In force
Detection of clostebol in sports: accidental doping?
Project description
Code: 20C15XD
Clostebol (4-chloro-testosterone; 4-chloro-4-androsten-17-ol-3-one) is an anabolic androgenic steroid (AAS) derivative from testosterone. In humans, among the legitimate therapeutic indications of anabolic steroids, clostebol acetate is approved for topical use in dermatological and ophthalmological preparations. The esterification on the 17 position also permits its oral use, protecting the compound from an extensive firstpass metabolism. Clostebol has also been used in cattle to improve the animal growth. Due to its anabolic properties the International Olympic Committee (IOC) in the past and today the World Antidoping Agency (WADA) have included clostebol and the other AAS in the yearly renewed list of prohibited substances in sports[1]. The human [2,3] and animal[4] metabolism of clostebol allowed to establish adequate methods to
detect its illicit use. The detection of clostebol intake is traditionally based on the detection of its main metabolite (4-chloro-4-androsten-3a-ol-17-one) excreted into urine glucuronoconjugated (Figure 1.). In order to improve the detection capabilities, antidoping laboratories have developed in the last decade methods based on gas chromatography (GC) coupled to tandem mass spectrometry (MS/MS) lowering the limits of detections or have implemented methods for the direct investigation of phase II metabolites (sulphates) using liquid chromatography coupled to mass spectrometry (LC-MS/MS) [5,6]. The presence of clostebol metabolite in an athlete’s urine sample may be due to its illicit use as anabolic, the ingestion of contaminated meat[7] and finally some case reports describe the accidental contact with cream preparations containing clostebol[8]
.
In the last years, the improvement of the detection capabilities of the antidoping laboratories has led to a moderate increase of clostebol detection worldwide, and especially in Italy where the use of a cream containing clostebol acetate and neomicine is quite extended. Trofodermin® is a pharmaceutical preparation containing 5% clostebol acetate and 5% neomicine sulphate that can be applied by cream or spray, that can be used for the following treatments: abrasions and erosions of the skin, injuries and wounds, such as varicose ulcers, due to poor blood circulation, bedsores (due to immobility in bed) sores or trauma, fissures (cuts) on the nipple (which can occur during breastfeeding), anal fissures (small cuts around the anus), burn wounds, infected wounds, wounds that delay to form the scar, irritation, redness, and sensitization of the skin that appears after radiotherapy (radiodermatitis), dryness, cracking or peeling of the skin with ulceration. According to the Italian law, a visible symbol on the packaging indicating the presence of a substance included in the WADA list of prohibited substances must be present. Although clostebol is prohibited by all administration routes, the aim of this study is to investigate the presence of clostebol metabolite in urine after an accidental contact with the substance due to the therapeutic application of clostebol acetate in a different individual.
Main findings
The accidental contamination of an individual after getting into close contact with another individual using transdermal clostebol acetate has been demonstrated after different degrees of exposure.This project aimed to search for specific clostebol metabolic markers or concentrations thresholds that may help to distinguish an illicit use of clostebol as AAS after an oral administration from an accidental contamination after a transdermal application, or to distinguish between a transdermal or oral administration, helping to establish adequate criteria to be adopted by the antidoping community. This kind of thresholds have been already applied for other groups of substances
The metabolism of clostebol after oral and transdermal applications has been extensively described using the more common tools used by WADA accredited Laboratories, gas chromatography coupled to mass spectrometry. Ten metabolites were detected after oral administration of which 5 could not be detected after transdermal application under the assay conditions here applied. A suitable criterion to disclose an oral (late excretion) from a transdermal application was achieve. The use of concentrations of any of the metabolite is quite difficult because the variability in the individual absorption, metabolism and/or excretion. Instead, the ratios between specific metabolites M4, M3 and M2 to M1 showed plausible results to discriminated between both administrations.

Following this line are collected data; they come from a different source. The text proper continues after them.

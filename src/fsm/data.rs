//! Runtime flags and measurements owned exclusively by the FSM (§3).

use crate::error::FailureMode;

#[derive(Debug, Clone, PartialEq)]
pub struct FsmData {
    pub start_flag: bool,
    pub running_flag: bool,
    pub pause_flag: bool,
    pub run_full_extraction: bool,
    pub force_afterstill: bool,

    pub atm_pressure: f64,
    pub exc_volume: f64,
    pub total_volume: f64,
    pub system_leak: f64,
    pub exc_volume_liquid: f64,

    pub aspirate_volume_target: f64,
    pub aspirate_volume_actual: f64,
    pub aspirate_speed_target: f64,
    pub aspirate_speed_actual: f64,
    pub aspirate_error: f64,

    pub flushes_performed: u32,
    pub pressure_failure_counter: u32,

    pub failure_mode: FailureMode,
    pub failure_description: String,
    /// A single non-fatal warning attached to the active state without
    /// leaving it (§7), e.g. "flow rate lower than expected". Cleared on
    /// every state entry.
    pub warning: Option<String>,

    pub target_temp: f64,

    /// 1..4, wrapping; advanced by a single Select press in Ready (§4.D).
    pub selected_program: u8,
    /// Set by SystemCheck step 2 when it had to vent before retrying the
    /// pump-down; VentPump routes back into SystemCheck on completion
    /// instead of Ready when this is set.
    pub start_extract_after_vent: bool,
}

impl Default for FsmData {
    fn default() -> Self {
        Self {
            start_flag: false,
            running_flag: false,
            pause_flag: false,
            run_full_extraction: false,
            force_afterstill: false,
            atm_pressure: 1013.0,
            exc_volume: 0.0,
            total_volume: 0.0,
            system_leak: 0.0,
            exc_volume_liquid: 0.0,
            aspirate_volume_target: 0.0,
            aspirate_volume_actual: 0.0,
            aspirate_speed_target: 0.0,
            aspirate_speed_actual: 0.0,
            aspirate_error: 0.0,
            flushes_performed: 0,
            pressure_failure_counter: 0,
            failure_mode: FailureMode::None,
            failure_description: String::new(),
            warning: None,
            target_temp: 0.0,
            selected_program: 1,
            start_extract_after_vent: false,
        }
    }
}

impl FsmData {
    /// Effects of a Reset command (§4.G): clears all run flags and derived
    /// measurements. The caller (the Reset command) additionally forces
    /// `selected_program` back to 1.
    pub fn reinit(&mut self) {
        *self = Self::default();
    }

    pub fn enter_failure(&mut self, mode: FailureMode, description: impl Into<String>) {
        self.failure_mode = mode;
        self.failure_description = description.into();
    }

    pub fn set_warning(&mut self, warning: impl Into<String>) {
        self.warning = Some(warning.into());
    }
}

The proposed metabolic ratios have a fundamental limitation for being applied worldwide by all WADA accredited laboratories. The response ratios (even among isomers) depend on the signals (transitions) selected by every laboratory. To overcome this point the metabolites considered more diagnostic need to be synthetized to allow an estimation of the concentration that would be then independent from the analytical method applied. This would allow in addition to confirm definitively the configuration of the proposed metabolites. Some metabolites are excreted in urine only after oral administrations but their response is much lower and there are more potential structure fitting with the candidates proposed here. The sulfate fraction that was in previous communications considered as a potential solution to the problem presented, were not considered here since this is a fraction not used in ITP conditions. Based on the previous considerations, we propose M2, M3 and M4 as the best targets worth to be synthetized and characterized for this purpose.